April 21, 1985|LEE DEMBART | Lee Dembart is a Times editorial writer

While no cure for AIDS has yet been discovered, researchers have found that certain over-the-counter spermicides contain an ingredient that kills the agents that cause AIDS and other venereal diseases.

The announcement earlier this year of the existence of the chemical--which had already been declared safe for human use--opens the possibility of an effective means of controlling the spread of AIDS. Thousands of homosexual men have expressed interest in the chemical, which is called nonoxynol-9. In laboratory tests, it has been totally effective in killing the AIDS virus, but no clinical tests have yet been performed on humans.

In laboratory tests at the Centers for Disease Control in Atlanta, nonoxynol-9 has quickly killed the HTLV-III virus identified as a cause of AIDS. In laboratory tests at other institutions, including the University of California at San Diego and San Francisco, the University of Pittsburgh and Harvard, nonoxynol-9 has proved wholly effective in killing syphilis, gonorrhea and herpes 1 and 2, according to Bruce Voeller, a biochemist who is president of the Mariposa Foundation.

However, Dr. Neil Schram, chairman of the AIDS Task Force, has expressed concern about the announcement of the AIDS-killing properties of nonoxynol-9. In the absence of clinical tests, Schram believes that the efficacy of the chemical has not been demonstrated. In addition, he says, some homosexual men may use the chemical to resume promiscuous sexual activity without knowing its potential failure rate.

Nonetheless, Voeller urges all people to take precautions against AIDS by using any of several readily available spermicides whose labels say they contain nonoxynol-9 in concentrations of 4% to 5%. "Every supermarket and certainly every drugstore has whole shelf-loads of spermicides that are satisfactory for doing the job," he said. "We recommend that heterosexuals use those products in exactly the prescribed way. For homosexuals, the same applies."

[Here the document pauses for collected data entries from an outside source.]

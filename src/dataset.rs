use std::fs;
use std::mem::take;
use std::path::Path;

use anyhow::{Context, Result, anyhow, bail};
use serde_json::{Map, Number, Value};
use tracing::info;

use crate::http_client;
use crate::raw_match::RawMatch;

const SCORE_COLUMNS: [&str; 2] = ["home_score", "away_score"];
const NUMERIC_COLUMNS: [&str; 4] = ["Year", "Attendance", "home_score", "away_score"];

/// Load match rows from disk. `.json` files hold an array of records, anything else is read as CSV.
pub fn load_matches(path: &Path) -> Result<Vec<RawMatch>> {
    let raw = fs::read_to_string(path)
        .with_context(|| format!("read match file {}", path.display()))?;
    let is_json = path
        .extension()
        .and_then(|ext| ext.to_str())
        .is_some_and(|ext| ext.eq_ignore_ascii_case("json"));
    let matches = if is_json {
        parse_matches_json(&raw)
    } else {
        parse_matches_csv(&raw)
    }
    .with_context(|| format!("parse match file {}", path.display()))?;
    info!(path = %path.display(), matches = matches.len(), "loaded match table");
    Ok(matches)
}

pub fn fetch_matches_csv(url: &str) -> Result<Vec<RawMatch>> {
    let raw = http_client::fetch_text(url)?;
    let matches = parse_matches_csv(&raw).with_context(|| format!("parse match csv from {url}"))?;
    info!(url, matches = matches.len(), "fetched match table");
    Ok(matches)
}

pub fn parse_matches_json(raw: &str) -> Result<Vec<RawMatch>> {
    let records: Vec<Map<String, Value>> =
        serde_json::from_str(raw).context("match json must be an array of objects")?;
    records
        .into_iter()
        .enumerate()
        .map(|(idx, record)| match_from_record(idx, record))
        .collect()
}

/// CSV with a header row naming the match columns. Empty cells are missing values.
pub fn parse_matches_csv(raw: &str) -> Result<Vec<RawMatch>> {
    let mut rows = parse_rows(raw, ',').into_iter();
    let Some(header) = rows.next() else {
        return Ok(Vec::new());
    };
    let header: Vec<String> = header
        .into_iter()
        .map(|h| h.trim().trim_start_matches('\u{feff}').to_string())
        .collect();

    rows.enumerate()
        .map(|(idx, row)| {
            if row.len() > header.len() {
                bail!(
                    "match row {idx} has {} cells but the header has {}",
                    row.len(),
                    header.len()
                );
            }
            let mut record = Map::new();
            for (column, cell) in header.iter().zip(row) {
                record.insert(column.clone(), csv_value(column, cell));
            }
            match_from_record(idx, record)
        })
        .collect()
}

fn match_from_record(idx: usize, mut record: Map<String, Value>) -> Result<RawMatch> {
    for column in SCORE_COLUMNS {
        if record.get(column).is_none_or(Value::is_null) {
            return Err(anyhow!(
                "match row {idx} ({} vs {}, {}) missing {column}",
                describe(&record, "home_team"),
                describe(&record, "away_team"),
                describe(&record, "Year"),
            ));
        }
    }
    for column in NUMERIC_COLUMNS {
        if let Some(Value::Number(n)) = record.get_mut(column)
            && n.as_u64().is_none()
            && let Some(whole) = n.as_f64().and_then(integral)
        {
            *n = whole;
        }
    }
    serde_json::from_value(Value::Object(record)).with_context(|| format!("match row {idx}"))
}

fn describe(record: &Map<String, Value>, column: &str) -> String {
    match record.get(column) {
        Some(Value::String(s)) => s.clone(),
        Some(Value::Null) | None => "?".to_string(),
        Some(other) => other.to_string(),
    }
}

fn csv_value(column: &str, cell: String) -> Value {
    if cell.trim().is_empty() {
        return Value::Null;
    }
    if NUMERIC_COLUMNS.contains(&column)
        && let Some(n) = numeric_cell(&cell)
    {
        return Value::Number(n);
    }
    Value::String(cell)
}

/// Integer text, or float text with no fractional part (`"3.0"`), as written by dataframe exports.
fn numeric_cell(cell: &str) -> Option<Number> {
    let trimmed = cell.trim();
    if let Ok(n) = trimmed.parse::<u64>() {
        return Some(Number::from(n));
    }
    integral(trimmed.parse::<f64>().ok()?)
}

fn integral(f: f64) -> Option<Number> {
    let whole = f.is_finite() && f >= 0.0 && f.fract() == 0.0 && f <= u64::MAX as f64;
    whole.then(|| Number::from(f as u64))
}

/// Minimal CSV parser: quoted fields with `""` escapes, CRLF tolerant, blank lines skipped.
fn parse_rows(text: &str, sep: char) -> Vec<Vec<String>> {
    let mut rows = Vec::new();
    let mut field = String::new();
    let mut row = Vec::new();
    let mut in_quotes = false;
    let mut chars = text.chars().peekable();

    while let Some(ch) = chars.next() {
        match ch {
            '"' if in_quotes => {
                if chars.peek() == Some(&'"') {
                    chars.next();
                    field.push('"');
                } else {
                    in_quotes = false;
                }
            }
            '"' => in_quotes = true,
            c if c == sep && !in_quotes => row.push(take(&mut field)),
            '\n' | '\r' if !in_quotes => {
                if ch == '\r' && chars.peek() == Some(&'\n') {
                    chars.next();
                }
                row.push(take(&mut field));
                if row.len() == 1 && row[0].is_empty() {
                    row.clear();
                } else {
                    rows.push(take(&mut row));
                }
            }
            _ => field.push(ch),
        }
    }

    if !field.is_empty() || !row.is_empty() {
        row.push(field);
        rows.push(row);
    }
    rows
}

Spermicides intended for use as contraceptives are available as foams, creams, gels and suppositories. Commercially available products with the necessary concentration of nonoxynol-9 include Conceptrol, Encare and Delfen.

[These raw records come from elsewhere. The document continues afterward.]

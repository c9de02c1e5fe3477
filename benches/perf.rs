use criterion::{Criterion, criterion_group, criterion_main};
use std::hint::black_box;

use wc_results::event_codec::{self, EventField};
use wc_results::{RawMatch, ResultsTable, ScorerOptions, normalize, standings, summary, top_scorers};

const TEAMS: [&str; 12] = [
    "Australia", "Brazil", "Canada", "China PR", "England", "France", "Germany", "Japan",
    "Netherlands", "Norway", "Spain", "USA",
];

fn sample_matches(count: usize) -> Vec<RawMatch> {
    (0..count)
        .map(|idx| {
            let home = TEAMS[idx % TEAMS.len()];
            let away = TEAMS[(idx * 7 + 1) % TEAMS.len()];
            let home_score = (idx % 4) as u32;
            let away_score = (idx % 3) as u32;
            let goals = |side: &str, n: u32| {
                let events: Vec<String> = (0..n)
                    .map(|g| format!("'{}|Goal|{side} Player {}|Assist: {side} Mid'", 10 + g * 17, g % 3))
                    .collect();
                EventField::text(format!("[{}]", events.join(", ")))
            };
            RawMatch {
                home_goals: goals(home, home_score),
                away_goals: goals(away, away_score),
                home_yellow_cards: EventField::list(["30|Yellow Card|Sample Player"]),
                away_penalty_goals: if idx % 5 == 0 {
                    EventField::text(format!("{away} Player 0 (P)·77"))
                } else {
                    EventField::Missing
                },
                ..RawMatch::new(1991 + 4 * (idx % 9) as u16, "Host", home, away, home_score, away_score)
            }
        })
        .collect()
}

fn bench_codec(c: &mut Criterion) {
    let field = EventField::text(
        "['12|Goal|Ada Stone|Assist: Dana Reed', '45+1|Goal|Eve Lang', '78|Goal|Fay Moss|Assist: Ada Stone']",
    );
    c.bench_function("decode_list_field", |b| {
        b.iter(|| {
            let events = event_codec::decode_list_field(black_box(&field));
            black_box(events.len());
        })
    });
}

fn bench_aggregates(c: &mut Criterion) {
    let matches = sample_matches(1_000);

    c.bench_function("normalize_and_standings", |b| {
        b.iter(|| {
            let rows = standings(&normalize(black_box(&matches)));
            black_box(rows.len());
        })
    });

    c.bench_function("top_scorers", |b| {
        b.iter(|| {
            let rows = top_scorers(black_box(&matches), ScorerOptions::default());
            black_box(rows.len());
        })
    });

    c.bench_function("summary", |b| {
        b.iter(|| {
            let rows = summary(black_box(&matches));
            black_box(rows.len());
        })
    });

    let table = ResultsTable::new(matches.clone());
    c.bench_function("memoized_summary", |b| {
        b.iter(|| {
            let rows = table.summary();
            black_box(rows.len());
        })
    });
}

criterion_group!(benches, bench_codec, bench_aggregates);
criterion_main!(benches);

In studying spermicides, the Food and Drug Administration found that nonoxynol-9 was safe for use as a food, drug or cosmetic. Voeller's Mariposa Foundation is attempting to raise money to conduct clinical tests of nonoxynol-9 as an AIDS killer. The foundation also hopes to facilitate the use of the chemical in lubricants, which are more likely to be used by homosexuals than spermicides are.